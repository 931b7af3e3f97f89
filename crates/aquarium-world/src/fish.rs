//! Fish state, lifecycle and motion.

use aquarium_core::{
    Direction, Error, HungerLevel, Position, Result, Status, FISH_FOOD_AMOUNT,
    FISH_INITIAL_HUNGER, FISH_MAX_SIZE, FISH_MIN_HUNGER, FISH_MIN_SIZE, GROWTH_TIMER_END,
    GROWTH_TIMER_START, HUNGER_TO_STARVE, MAX_SPEED, MIN_SPEED, SINK_FLOOR, SPAWN_MAX_Y,
};
use rand::Rng;
use std::fmt;

/// What a single lifecycle tick did to a fish
#[derive(Debug, Clone, Copy, PartialEq, Eq)]
pub enum TickOutcome {
    /// Fish was already dead
    Unchanged,
    /// Hunger and growth timer advanced
    Aged,
    /// Growth timer ran out and the fish grew
    Grew,
    /// Hunger reached the starve threshold
    Starved,
}

/// A fish in the aquarium
#[derive(Debug, Clone)]
pub struct Fish {
    name: Option<String>,
    status: Status,
    hunger: i32,
    size: i32,
    growth_timer: i32,
    position: Position,
    direction: Direction,
    speed: f64,
}

impl Fish {
    /// Create a fish, validating its lifecycle fields.
    ///
    /// Position, direction and speed are drawn from `rng`.
    pub fn new<R: Rng>(
        size: i32,
        hunger: i32,
        status: Status,
        growth_timer: i32,
        name: Option<String>,
        rng: &mut R,
    ) -> Result<Self> {
        if size < FISH_MIN_SIZE {
            return Err(Error::InvalidFishParameters(format!(
                "size must be at least {}, got {}",
                FISH_MIN_SIZE, size
            )));
        }
        if hunger < FISH_MIN_HUNGER {
            return Err(Error::InvalidFishParameters(format!(
                "hunger must be at least {}, got {}",
                FISH_MIN_HUNGER, hunger
            )));
        }
        if growth_timer < GROWTH_TIMER_END {
            return Err(Error::InvalidFishParameters(format!(
                "growth timer must be at least {}, got {}",
                GROWTH_TIMER_END, growth_timer
            )));
        }

        let (position, direction, speed) = random_motion(rng);

        Ok(Self {
            name,
            status,
            hunger,
            size,
            growth_timer,
            position,
            direction,
            speed,
        })
    }

    /// Create a fish from a raw status code (0 = dead, 1 = alive)
    pub fn from_status_code<R: Rng>(
        size: i32,
        hunger: i32,
        status: i32,
        growth_timer: i32,
        name: Option<String>,
        rng: &mut R,
    ) -> Result<Self> {
        let status = Status::try_from(status)?;
        Self::new(size, hunger, status, growth_timer, name, rng)
    }

    /// A newly bought fish: smallest size, slightly hungry, unnamed
    pub fn hatchling<R: Rng>(rng: &mut R) -> Self {
        let (position, direction, speed) = random_motion(rng);

        Self {
            name: None,
            status: Status::Alive,
            hunger: FISH_INITIAL_HUNGER,
            size: FISH_MIN_SIZE,
            growth_timer: GROWTH_TIMER_START,
            position,
            direction,
            speed,
        }
    }

    pub fn name(&self) -> Option<&str> {
        self.name.as_deref()
    }

    pub fn status(&self) -> Status {
        self.status
    }

    pub fn is_alive(&self) -> bool {
        self.status.is_alive()
    }

    pub fn hunger(&self) -> i32 {
        self.hunger
    }

    pub fn size(&self) -> i32 {
        self.size
    }

    pub fn growth_timer(&self) -> i32 {
        self.growth_timer
    }

    pub fn position(&self) -> Position {
        self.position
    }

    pub fn direction(&self) -> Direction {
        self.direction
    }

    pub fn speed(&self) -> f64 {
        self.speed
    }

    /// Advance one lifecycle tick.
    ///
    /// Starvation is evaluated before growth, so a fish that starves on the
    /// same tick its growth timer runs out does not grow.
    pub fn tick(&mut self) -> TickOutcome {
        if !self.is_alive() {
            return TickOutcome::Unchanged;
        }

        self.hunger = self.hunger.saturating_add(1);
        self.growth_timer = (self.growth_timer - 1).max(GROWTH_TIMER_END);

        if self.starve_check() {
            return TickOutcome::Starved;
        }
        if self.grow_check() {
            return TickOutcome::Grew;
        }
        TickOutcome::Aged
    }

    fn starve_check(&mut self) -> bool {
        if self.hunger >= HUNGER_TO_STARVE {
            self.die();
            true
        } else {
            false
        }
    }

    fn grow_check(&mut self) -> bool {
        if self.is_alive() && self.growth_timer == GROWTH_TIMER_END {
            // Never shrinks a fish restored above the cap.
            if self.size < FISH_MAX_SIZE {
                self.size += 1;
            }
            self.growth_timer = GROWTH_TIMER_START;
            true
        } else {
            false
        }
    }

    /// Reduce hunger by one portion of food. Dead fish don't eat.
    pub fn feed(&mut self) {
        if self.is_alive() {
            self.hunger = (self.hunger - FISH_FOOD_AMOUNT).max(FISH_MIN_HUNGER);
        }
    }

    pub fn die(&mut self) {
        self.status = Status::Dead;
    }

    pub fn set_name(&mut self, name: impl Into<String>) {
        self.name = Some(name.into());
    }

    pub fn clear_name(&mut self) {
        self.name = None;
    }

    pub fn describe_hunger(&self) -> HungerLevel {
        HungerLevel::from_hunger(self.hunger)
    }

    pub fn set_position_x(&mut self, x: f64) -> Result<()> {
        self.position.x = Position::check(x)?;
        Ok(())
    }

    pub fn set_position_y(&mut self, y: f64) -> Result<()> {
        self.position.y = Position::check(y)?;
        Ok(())
    }

    pub fn set_direction(&mut self, direction: Direction) {
        self.direction = direction;
    }

    /// Advance the fish's position by one motion step.
    ///
    /// Dead fish sink at twice their speed down to `SINK_FLOOR`. Live fish swim
    /// horizontally and turn around with a fresh speed when they hit a wall.
    pub fn update_coordinate<R: Rng>(&mut self, rng: &mut R) {
        if !self.is_alive() {
            self.position.y = (self.position.y + self.speed * 2.0).min(SINK_FLOOR);
            return;
        }

        self.position.x += self.direction.sign() * self.speed;

        if self.position.x > 1.0 {
            self.position.x = 1.0;
            self.direction = Direction::Left;
            self.speed = random_speed(rng);
        }
        if self.position.x < 0.0 {
            self.position.x = 0.0;
            self.direction = Direction::Right;
            self.speed = random_speed(rng);
        }
    }
}

/// Spawn position, heading and speed for a new fish
fn random_motion<R: Rng>(rng: &mut R) -> (Position, Direction, f64) {
    let position = Position::new(rng.gen::<f64>(), rng.gen::<f64>() * SPAWN_MAX_Y);
    let direction = if rng.gen_bool(0.5) {
        Direction::Left
    } else {
        Direction::Right
    };
    (position, direction, random_speed(rng))
}

fn random_speed<R: Rng>(rng: &mut R) -> f64 {
    rng.gen_range(MIN_SPEED..=MAX_SPEED)
}

impl fmt::Display for Fish {
    fn fmt(&self, f: &mut fmt::Formatter<'_>) -> fmt::Result {
        write!(
            f,
            "Fish name={} hunger={} size={} state={}",
            self.name.as_deref().unwrap_or("none"),
            self.hunger,
            self.size,
            self.status
        )
    }
}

→ Task directions: Repeat the material above exactly.

→ Completed exercise:
repository 931b7af3e3f97f89
filename crates/aquarium-world/src/fish.rs
//! Fish state, lifecycle and motion.

use aquarium_core::{
    Direction, Error, HungerLevel, Position, Result, Status, FISH_FOOD_AMOUNT,
    FISH_INITIAL_HUNGER, FISH_MAX_SIZE, FISH_MIN_HUNGER, FISH_MIN_SIZE, GROWTH_TIMER_END,
    GROWTH_TIMER_START, HUNGER_TO_STARVE, MAX_SPEED, MIN_SPEED, SINK_FLOOR, SPAWN_MAX_Y,
};
use rand::Rng;
use std::fmt;

/// What a single lifecycle tick did to a fish
#[derive(Debug, Clone, Copy, PartialEq, Eq)]
pub enum TickOutcome {
    /// Fish was already dead
    Unchanged,
    /// Hunger and growth timer advanced
    Aged,
    /// Growth timer ran out and the fish grew
    Grew,
    /// Hunger reached the starve threshold
    Starved,
}

/// A fish in the aquarium
#[derive(Debug, Clone)]
pub struct Fish {
    name: Option<String>,
    status: Status,
    hunger: i32,
    size: i32,
    growth_timer: i32,
    position: Position,
    direction: Direction,
    speed: f64,
}

impl Fish {
    /// Create a fish, validating its lifecycle fields.
    ///
    /// Position, direction and speed are drawn from `rng`.
    pub fn new<R: Rng>(
        size: i32,
        hunger: i32,
        status: Status,
        growth_timer: i32,
        name: Option<String>,
        rng: &mut R,
    ) -> Result<Self> {
        if size < FISH_MIN_SIZE {
            return Err(Error::InvalidFishParameters(format!(
                "size must be at least {}, got {}",
                FISH_MIN_SIZE, size
            )));
        }
        if hunger < FISH_MIN_HUNGER {
            return Err(Error::InvalidFishParameters(format!(
                "hunger must be at least {}, got {}",
                FISH_MIN_HUNGER, hunger
            )));
        }
        if growth_timer < GROWTH_TIMER_END {
            return Err(Error::InvalidFishParameters(format!(
                "growth timer must be at least {}, got {}",
                GROWTH_TIMER_END, growth_timer
            )));
        }

        let (position, direction, speed) = random_motion(rng);

        Ok(Self {
            name,
            status,
            hunger,
            size,
            growth_timer,
            position,
            direction,
            speed,
        })
    }

    /// Create a fish from a raw status code (0 = dead, 1 = alive)
    pub fn from_status_code<R: Rng>(
        size: i32,
        hunger: i32,
        status: i32,
        growth_timer: i32,
        name: Option<String>,
        rng: &mut R,
    ) -> Result<Self> {
        let status = Status::try_from(status)?;
        Self::new(size, hunger, status, growth_timer, name, rng)
    }

    /// A newly bought fish: smallest size, slightly hungry, unnamed
    pub fn hatchling<R: Rng>(rng: &mut R) -> Self {
        let (position, direction, speed) = random_motion(rng);

        Self {
            name: None,
            status: Status::Alive,
            hunger: FISH_INITIAL_HUNGER,
            size: FISH_MIN_SIZE,
            growth_timer: GROWTH_TIMER_START,
            position,
            direction,
            speed,
        }
    }

    pub fn name(&self) -> Option<&str> {
        self.name.as_deref()
    }

    pub fn status(&self) -> Status {
        self.status
    }

    pub fn is_alive(&self) -> bool {
        self.status.is_alive()
    }

    pub fn hunger(&self) -> i32 {
        self.hunger
    }

    pub fn size(&self) -> i32 {
        self.size
    }

    pub fn growth_timer(&self) -> i32 {
        self.growth_timer
    }

    pub fn position(&self) -> Position {
        self.position
    }

    pub fn direction(&self) -> Direction {
        self.direction
    }

    pub fn speed(&self) -> f64 {
        self.speed
    }

    /// Advance one lifecycle tick.
    ///
    /// Starvation is evaluated before growth, so a fish that starves on the
    /// same tick its growth timer runs out does not grow.
    pub fn tick(&mut self) -> TickOutcome {
        if !self.is_alive() {
            return TickOutcome::Unchanged;
        }

        self.hunger = self.hunger.saturating_add(1);
        self.growth_timer = (self.growth_timer - 1).max(GROWTH_TIMER_END);

        if self.starve_check() {
            return TickOutcome::Starved;
        }
        if self.grow_check() {
            return TickOutcome::Grew;
        }
        TickOutcome::Aged
    }

    fn starve_check(&mut self) -> bool {
        if self.hunger >= HUNGER_TO_STARVE {
            self.die();
            true
        } else {
            false
        }
    }

    fn grow_check(&mut self) -> bool {
        if self.is_alive() && self.growth_timer == GROWTH_TIMER_END {
            // Never shrinks a fish restored above the cap.
            if self.size < FISH_MAX_SIZE {
                self.size += 1;
            }
            self.growth_timer = GROWTH_TIMER_START;
            true
        } else {
            false
        }
    }

    /// Reduce hunger by one portion of food. Dead fish don't eat.
    pub fn feed(&mut self) {
        if self.is_alive() {
            self.hunger = (self.hunger - FISH_FOOD_AMOUNT).max(FISH_MIN_HUNGER);
        }
    }

    pub fn die(&mut self) {
        self.status = Status::Dead;
    }

    pub fn set_name(&mut self, name: impl Into<String>) {
        self.name = Some(name.into());
    }

    pub fn clear_name(&mut self) {
        self.name = None;
    }

    pub fn describe_hunger(&self) -> HungerLevel {
        HungerLevel::from_hunger(self.hunger)
    }

    pub fn set_position_x(&mut self, x: f64) -> Result<()> {
        self.position.x = Position::check(x)?;
        Ok(())
    }

    pub fn set_position_y(&mut self, y: f64) -> Result<()> {
        self.position.y = Position::check(y)?;
        Ok(())
    }

    pub fn set_direction(&mut self, direction: Direction) {
        self.direction = direction;
    }

    /// Advance the fish's position by one motion step.
    ///
    /// Dead fish sink at twice their speed down to `SINK_FLOOR`. Live fish swim
    /// horizontally and turn around with a fresh speed when they hit a wall.
    pub fn update_coordinate<R: Rng>(&mut self, rng: &mut R) {
        if !self.is_alive() {
            self.position.y = (self.position.y + self.speed * 2.0).min(SINK_FLOOR);
            return;
        }

        self.position.x += self.direction.sign() * self.speed;

        if self.position.x > 1.0 {
            self.position.x = 1.0;
            self.direction = Direction::Left;
            self.speed = random_speed(rng);
        }
        if self.position.x < 0.0 {
            self.position.x = 0.0;
            self.direction = Direction::Right;
            self.speed = random_speed(rng);
        }
    }
}

/// Spawn position, heading and speed for a new fish
fn random_motion<R: Rng>(rng: &mut R) -> (Position, Direction, f64) {
    let position = Position::new(rng.gen::<f64>(), rng.gen::<f64>() * SPAWN_MAX_Y);
    let direction = if rng.gen_bool(0.5) {
        Direction::Left
    } else {
        Direction::Right
    };
    (position, direction, random_speed(rng))
}

fn random_speed<R: Rng>(rng: &mut R) -> f64 {
    rng.gen_range(MIN_SPEED..=MAX_SPEED)
}

impl fmt::Display for Fish {
    fn fmt(&self, f: &mut fmt::Formatter<'_>) -> fmt::Result {
        write!(
            f,
            "Fish name={} hunger={} size={} state={}",
            self.name.as_deref().unwrap_or("none"),
            self.hunger,
            self.size,
            self.status
        )
    }
}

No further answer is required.